La falaise de Bandiagara, au coeur du pays dogon
Mali
Rempart cyclopéen barrant l’horizon, falaise de grès tombant à pic sur la plaine qui s’étend quatre cents mètres plus bas, montagne et citadelle, le paysage tout à fait insolite que l’on rencontre dans la région de Bandiagara apparaît comme l’un des plus étonnants d’Afrique occidentale. Elément d’une longue chaîne s’étirant du sud-ouest au nord-est sur deux cents kilomètres, jusqu’aux monts de Hombori où culmine, à 1155 mètres d’altitude, le sommet le plus élevé du Mali, la falaise sacrée du pays dogon fut un refuge pour tous ceux qui, jusqu’à l’époque de la colonisation européenne, surent résister à tous les conquérants successifs. Plusieurs villages accrochés aux pentes de la montagne témoignent des préoccupations défensives de leurs lointains bâtisseurs.

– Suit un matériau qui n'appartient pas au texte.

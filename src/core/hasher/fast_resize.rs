//! SIMD-accelerated grayscale resizing.
//!
//! Both the dHash grid and the mean-difference sample are produced here, with
//! a Lanczos3 convolution so that the downsampled pixels are a smooth average
//! of the source rather than a nearest-neighbour pick.

use crate::error::ComparisonError;
use fast_image_resize::images::{Image, ImageRef};
use fast_image_resize::{FilterType, PixelType, ResizeAlg, ResizeOptions, Resizer};
use image::GrayImage;
use std::cell::RefCell;

thread_local! {
    // Resizer keeps scratch buffers between calls; one per thread is enough.
    static RESIZER: RefCell<Resizer> = RefCell::new(Resizer::new());
}

/// Resize a grayscale page to `width` x `height` with Lanczos3
pub fn resize_gray(gray: &GrayImage, width: u32, height: u32) -> Result<GrayImage, ComparisonError> {
    if gray.width() == 0 || gray.height() == 0 {
        return Err(ComparisonError::ResizeFailed(format!(
            "source is {}x{}",
            gray.width(),
            gray.height()
        )));
    }
    if width == 0 || height == 0 {
        return Err(ComparisonError::ResizeFailed(format!(
            "target is {width}x{height}"
        )));
    }

    let src = ImageRef::new(gray.width(), gray.height(), gray.as_raw(), PixelType::U8)
        .map_err(|e| ComparisonError::ResizeFailed(e.to_string()))?;
    let mut dst = Image::new(width, height, PixelType::U8);
    let options =
        ResizeOptions::new().resize_alg(ResizeAlg::Convolution(FilterType::Lanczos3));

    RESIZER
        .with(|resizer| resizer.borrow_mut().resize(&src, &mut dst, &options))
        .map_err(|e| ComparisonError::ResizeFailed(e.to_string()))?;

    GrayImage::from_raw(width, height, dst.into_vec())
        .ok_or_else(|| ComparisonError::ResizeFailed("output buffer size mismatch".to_string()))
}

#[cfg(test)]
mod tests {
    use super::*;
    use image::{ImageBuffer, Luma};

    fn gradient_page(width: u32, height: u32) -> GrayImage {
        ImageBuffer::from_fn(width, height, |x, y| {
            Luma([((x * 255 / width + y * 64 / height) % 256) as u8])
        })
    }

    #[test]
    fn produces_hash_grid_dimensions() {
        let resized = resize_gray(&gradient_page(120, 160), 9, 8).unwrap();
        assert_eq!(resized.dimensions(), (9, 8));
    }

    #[test]
    fn produces_sample_square() {
        let resized = resize_gray(&gradient_page(300, 400), 64, 64).unwrap();
        assert_eq!(resized.dimensions(), (64, 64));
    }

    #[test]
    fn uniform_page_stays_uniform() {
        let gray: GrayImage = ImageBuffer::from_pixel(50, 70, Luma([200u8]));
        let resized = resize_gray(&gray, 9, 8).unwrap();

        assert!(resized.pixels().all(|p| p[0].abs_diff(200) <= 1));
    }

    #[test]
    fn zero_sized_target_is_rejected() {
        let gray: GrayImage = ImageBuffer::from_pixel(10, 10, Luma([0u8]));
        assert!(matches!(
            resize_gray(&gray, 0, 8),
            Err(ComparisonError::ResizeFailed(_))
        ));
    }

    #[test]
    fn repeated_resizes_are_identical() {
        let page = gradient_page(100, 100);
        let first = resize_gray(&page, 64, 64).unwrap();
        let second = resize_gray(&page, 64, 64).unwrap();

        assert_eq!(first.as_raw(), second.as_raw());
    }
}
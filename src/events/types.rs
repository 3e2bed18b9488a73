//! Event type definitions for decision reporting.

use crate::core::comparator::ComparisonMetrics;
use crate::core::policy::Verdict;
use serde::{Deserialize, Serialize};
use std::path::PathBuf;

/// All events emitted by the capture guard and the tail deduplicator
#[derive(Debug, Clone, Serialize, Deserialize)]
pub enum Event {
    /// Live capture events
    Capture(CaptureEvent),
    /// Trailing-duplicate trimming events
    Tail(TailEvent),
}

/// Events from a live capture session
#[derive(Debug, Clone, Serialize, Deserialize)]
pub enum CaptureEvent {
    /// A capture session has started
    Started {
        session_id: String,
        output_dir: PathBuf,
    },
    /// A page was captured and classified
    PageCaptured(PageDecision),
    /// The duplicate streak crossed the limit; a recovery probe is issued
    RecoveryStarted { page: u32, streak: u32 },
    /// The confirmation page differs from the flagged page; capture continues
    RecoveryAdvanced {
        flagged_page: u32,
        confirm_page: u32,
        metrics: ComparisonMetrics,
        verdict: Verdict,
    },
    /// The confirmation page is still a duplicate; both pages were discarded
    EndOfContent {
        flagged_page: u32,
        confirm_page: u32,
        metrics: ComparisonMetrics,
        verdict: Verdict,
        discarded: Vec<PathBuf>,
    },
    /// The recovery page turn or confirmation capture failed
    RecoveryFailed { page: u32, message: String },
    /// A page could not be decoded for comparison
    ComparisonFailed { page: u32, message: String },
    /// The session has ended
    Completed { total_pages: usize, stop_reason: String },
}

/// Classification of one captured page
#[derive(Debug, Clone, Serialize, Deserialize)]
pub struct PageDecision {
    /// 1-based page index
    pub page: u32,
    /// Page artifact on disk
    pub file: PathBuf,
    /// dHash as zero-padded hex
    pub hash: String,
    /// File size in KB
    pub size_kb: f64,
    /// Metrics against the last kept page (None for the first page)
    pub metrics: Option<ComparisonMetrics>,
    /// Policy verdict for `metrics`
    pub verdict: Option<Verdict>,
    /// Consecutive duplicates after this page
    pub streak: u32,
}

impl PageDecision {
    /// Whether this page was classified as a duplicate of the last kept page
    pub fn is_duplicate(&self) -> bool {
        self.verdict.is_some_and(|v| v.is_duplicate)
    }
}

/// Events from a tail deduplication run
#[derive(Debug, Clone, Serialize, Deserialize)]
pub enum TailEvent {
    /// Backward scan has started
    Started { total_pages: usize, dry_run: bool },
    /// A (predecessor, tail) pair was compared
    PairChecked {
        previous: PathBuf,
        current: PathBuf,
        metrics: ComparisonMetrics,
        verdict: Verdict,
    },
    /// A pair could not be compared; the scan stops here
    ComparisonFailed {
        previous: PathBuf,
        current: PathBuf,
        message: String,
    },
    /// Removing another page would go below `min_pages`
    FloorReached { min_pages: usize },
    /// `max_remove` pages have been marked
    LimitReached { max_remove: usize },
    /// A marked page was deleted
    FileRemoved { path: PathBuf },
    /// A marked page could not be deleted
    RemovalFailed { path: PathBuf, message: String },
    /// The run has finished
    Completed { removed: usize, dry_run: bool },
}
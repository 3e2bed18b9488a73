//! # Events Module
//!
//! Structured decision events for capture and tail-trimming runs.
//!
//! ## Design
//! The core library emits one event per decision (page classified, recovery
//! probe resolved, tail pair checked, file removed) through a channel. The CLI
//! turns them into progress output; tests assert on them directly instead of
//! parsing log text.
//!
//! ## Example
//! ```rust,ignore
//! let (sender, receiver) = EventChannel::new();
//!
//! let mut guard = CaptureGuard::new(config, Comparator::default(), output_dir, sender)?;
//! guard.step(&mut actuator)?;
//!
//! for event in receiver.drain() {
//!     if let Event::Capture(CaptureEvent::PageCaptured(decision)) = event {
//!         println!("page {} duplicate={}", decision.page, decision.is_duplicate());
//!     }
//! }
//! ```

mod channel;
mod types;

pub use channel::{EventChannel, EventReceiver, EventSender, null_sender};
pub use types::*;
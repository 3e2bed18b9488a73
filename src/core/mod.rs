//! # Core Module
//!
//! The duplicate-page decision engine.
//!
//! ## Modules
//! - `hasher` - Page fingerprints (dHash, grayscale sample, file size)
//! - `comparator` - Metrics between two fingerprints
//! - `policy` - Duplicate verdict from metrics and thresholds
//! - `guard` - Live capture guard with one-shot recovery probe
//! - `session` - Capture loop and stop conditions
//! - `tail` - Trailing-duplicate removal
//! - `pages` - Page file naming and listing
//! - `sidecar` - `metadata.json` reading and writing

pub mod comparator;
pub mod guard;
pub mod hasher;
pub mod pages;
pub mod policy;
pub mod session;
pub mod sidecar;
pub mod tail;

// Re-export commonly used types
pub use comparator::{Comparator, ComparisonMetrics};
pub use guard::{CaptureGuard, GuardConfig, PageActuator, StepOutcome};
pub use hasher::{Fingerprint, PageSignature, PerceptualHash};
pub use policy::{PolicyConfig, Verdict};
pub use session::{CaptureSession, CaptureSummary, StopReason};
pub use tail::{dedupe_tail, TailConfig, TailReport};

Coiffées de leurs toits de paille pointus, de modestes constructions de pierre font encore fonction de greniers, voire de sépultures. Les villages de Tégrou, de Kani Kombolé, de Téli, de Banani et de Tirelli (avec sa maison des fétiches) ponctuent les flancs de la falaise où se sont réfugiés les Dogon jadis menacés par les Mossi ou les Peuls. Etablis là au XVe siècle, les Dogon se partagèrent le territoire entre quatre tribus originelles auxquelles se rattachent toujours les villages d’aujourd’hui (Dyon sur le plateau, Arou sur la falaise, Domno et Ono dans la plaine). Se revendiquant comme descendants des Mandé de l’ancien empire du Mali, les Dogon demeurent l’une des ethnies africaines les mieux connues, grâce aux travaux de l’ethnologue français Marcel Griaule, qui a révélé la complexité de leur cosmogonie. Ils ont réussi à préserver, malgré l’intérêt qu’ils suscitent chez les touristes contemporains, l‘essentiel de leur civilisation traditionnelle, connue à l’extérieur par la richesse de leurs rituels funéraires et par les admirables masques sculptés que portent les danseurs chargés de transmettre, de génération en génération, les mythes essentiels de la communauté. Dans une Afrique subsaharienne confrontée au choc brutal de la modernité, les hommes du pays dogon continuent à témoigner, à travers la permanence de leurs pratiques ancestrales, de l’âme profonde du continent noir.